学校がないから、好きなだけここにいられて嬉しい。
毎日、日曜日だったらいいのにな。
洗車ついでにパパが水やりをしたプランターで、赤とピンクの丸い花が咲いている。
水をもらって嬉しそう。
えっと、お花の名前は……ダルマ、だっけ?
ちょっと違うかも。
花を眺めるボクの横に、トンボがスーと飛んで来た。
メダカのプラスチックコンテナの上でホバリングする。
「おっ、アカトンボだな」
泡の付いたスポンジを持ったパパが、こっちを見て言った。
「うん、アキアカネだね」
「ん? “アカトンボ”って、トンボの名前じゃないのか?」
「違うよ。アカネ属のトンボをまとめて赤トンボって呼ぶんだ」
「へえ〜」
パパが感心したように目を大きくするので、ボクは嬉しくなった。
「赤トンボにもいっぱい種類がいるんだよ。ミヤマアカネは日本一綺麗って言われてるんだって。流れが緩い川に行かないと会えないけど」
「ゆうはよく知ってるな」
「うん! ボク、虫のこと調べるの、とっても楽しい!」
「そうか、楽しいことがあるのはいいことだ」
いいこと。
ボクが虫のことが好きなのは、いいことかな。
じゃあ、ずっとここにいてもいい?
「……ボク、明日学校行きたくないな」
「え? どうした? なんか嫌なことがあったか?」
ホースを持とうとしたパパが、動きを止める。
ボクはプランターの端に伸びた雑草を一本抜いた。
「そうじゃないけど、ずっとここにいたいもん」
「ゆうは学校嫌いか?」
「嫌いじゃないけど、好きでもない。だって、漢字覚えられないし、計算分からないし。……ボク、虫のことは覚えられるけど、他のことは上手く覚えられないんだもん」
目の前のプランターには、名前を忘れてしまった花が揺れる。
ごめんね、キミの名前忘れちゃったんだ。
「行きたくないなら、休んでもいいんじゃないか?」
「いいの?」
「無理して行くところじゃないからな、学校は」
パパがホースを持って引く。
「だけどな、ゆう。

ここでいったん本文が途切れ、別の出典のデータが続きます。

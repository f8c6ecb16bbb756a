use lectio_cache::CacheStats;
use lectio_canon::VerseReference;
use lectio_distribute::DistributionStats;
use lectio_fallback::FallbackTier;
use std::fmt;

/// Where the text of a [`BatchVerse`] came from.
#[derive(Debug, Clone, PartialEq, Eq)]
pub enum VerseSource {
    /// Resolved through the cache; carries the upstream label.
    Resolved(String),
    /// Supplied by a fallback tier.
    Fallback(FallbackTier),
}

impl VerseSource {
    pub fn label(&self) -> &str {
        match self {
            Self::Resolved(source) => source,
            Self::Fallback(tier) => tier.label(),
        }
    }

    pub fn is_fallback(&self) -> bool {
        matches!(self, Self::Fallback(_))
    }
}

/// One verse of a batch.
#[derive(Debug, Clone, PartialEq, Eq)]
pub struct BatchVerse {
    pub reference: VerseReference,
    pub text: String,
    pub source: VerseSource,
}

#[derive(Debug, Clone, PartialEq)]
pub struct ServiceStats {
    pub cache: CacheStats,
    pub distribution: DistributionStats,
}

/// Outcome of [`VerseService::health`](crate::VerseService::health).
#[derive(Debug, Clone, PartialEq, Eq)]
pub struct HealthReport {
    /// The provider answered a test fetch.
    pub online: bool,
    /// The store answered a read.
    pub store_reachable: bool,
    /// The persisted cache is absent or parses.
    pub cache_readable: bool,
    pub offline_verses: bool,
    pub hardcoded_verses: bool,
    pub recommendations: Vec<String>,
}

impl HealthReport {
    pub(crate) fn new(
        online: bool,
        store_reachable: bool,
        cache_readable: bool,
        offline_verses: bool,
        hardcoded_verses: bool,
    ) -> Self {
        let mut recommendations = Vec::new();
        if !online {
            recommendations.push("No connection to any text provider; serving offline verses".to_string());
        }
        if !store_reachable {
            recommendations.push("Persisted store unreachable; progress will not survive a restart".to_string());
        }
        if !cache_readable {
            recommendations.push("Verse cache is corrupted; run `repair` to rebuild it".to_string());
        }
        if !offline_verses {
            recommendations.push("Offline verses unavailable; fallback options are limited".to_string());
        }
        if !hardcoded_verses {
            recommendations.push("Hardcoded verses unavailable; only the failsafe verse remains".to_string());
        }
        let mut report = Self {
            online,
            store_reachable,
            cache_readable,
            offline_verses,
            hardcoded_verses,
            recommendations,
        };
        if report.is_healthy() {
            report.recommendations.push("All systems working normally".to_string());
        }
        report
    }

    pub fn is_healthy(&self) -> bool {
        self.online && self.store_reachable && self.cache_readable && self.offline_verses && self.hardcoded_verses
    }
}

impl fmt::Display for HealthReport {
    fn fmt(&self, f: &mut fmt::Formatter<'_>) -> fmt::Result {
        let mark = |ok: bool| if ok { "ok" } else { "FAILED" };
        writeln!(f, "online:           {}", mark(self.online))?;
        writeln!(f, "store reachable:  {}", mark(self.store_reachable))?;
        writeln!(f, "cache readable:   {}", mark(self.cache_readable))?;
        writeln!(f, "offline verses:   {}", mark(self.offline_verses))?;
        writeln!(f, "hardcoded verses: {}", mark(self.hardcoded_verses))?;
        for recommendation in &self.recommendations {
            writeln!(f, "- {recommendation}")?;
        }
        Ok(())
    }
}

/// Outcome of [`VerseService::repair`](crate::VerseService::repair).
#[derive(Debug, Clone, PartialEq, Eq)]
pub struct RepairReport {
    pub cache_cleared: bool,
    /// Popular verses resolved into the fresh cache.
    pub preloaded: usize,
    pub requested: usize,
}

impl fmt::Display for RepairReport {
    fn fmt(&self, f: &mut fmt::Formatter<'_>) -> fmt::Result {
        match self.cache_cleared {
            true => writeln!(f, "Cache cleared")?,
            false => writeln!(f, "Cache could not be cleared")?,
        }
        writeln!(f, "Popular verses preloaded: {}/{}", self.preloaded, self.requested)
    }
}

#[cfg(test)]
mod tests {
    use super::*;

    #[test]
    fn test_healthy_report() {
        let report = HealthReport::new(true, true, true, true, true);
        assert!(report.is_healthy());
        assert_eq!(report.recommendations, ["All systems working normally"]);
    }

    #[test]
    fn test_unhealthy_report() {
        let report = HealthReport::new(false, true, false, true, true);
        assert!(!report.is_healthy());
        assert_eq!(report.recommendations.len(), 2);
        assert!(report.to_string().contains("online:           FAILED"));
    }

    #[test]
    fn test_source_labels() {
        assert_eq!(VerseSource::Resolved("bible-api".to_string()).label(), "bible-api");
        assert_eq!(VerseSource::Fallback(FallbackTier::Failsafe).label(), "ultimate_failsafe");
        assert!(VerseSource::Fallback(FallbackTier::Hardcoded).is_fallback());
    }
}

パパはこの庭だけを、ゆうの好きな場所って決めないで欲しいな」
「どうして?」
「だってなぁ、ここにだけいてもミヤマアカネには会えないんだろ? 同じように、ここにはない知らないことや楽しいことが、学校や他の場所にあるかもしれない」
パパがホースのノズルを握ると、シャワーになって水が噴き出す。
驚いたのか、水の上のホテイ草に止まっていた赤トンボが、飛び上がってスーとカーポートの上に消えた。
そっか。
ボクはここが大好きだけど、別の場所で好きなものを見つけられるかもしれないんだ。
「スースー、トンボ。また来てね」
ボク、いつかミヤマアカネにも会えるかな。
見上げた空にパパがシャワーを向けると、うっすらと虹が見えた。
《 つづく 》
※ お花の名前はダリアです。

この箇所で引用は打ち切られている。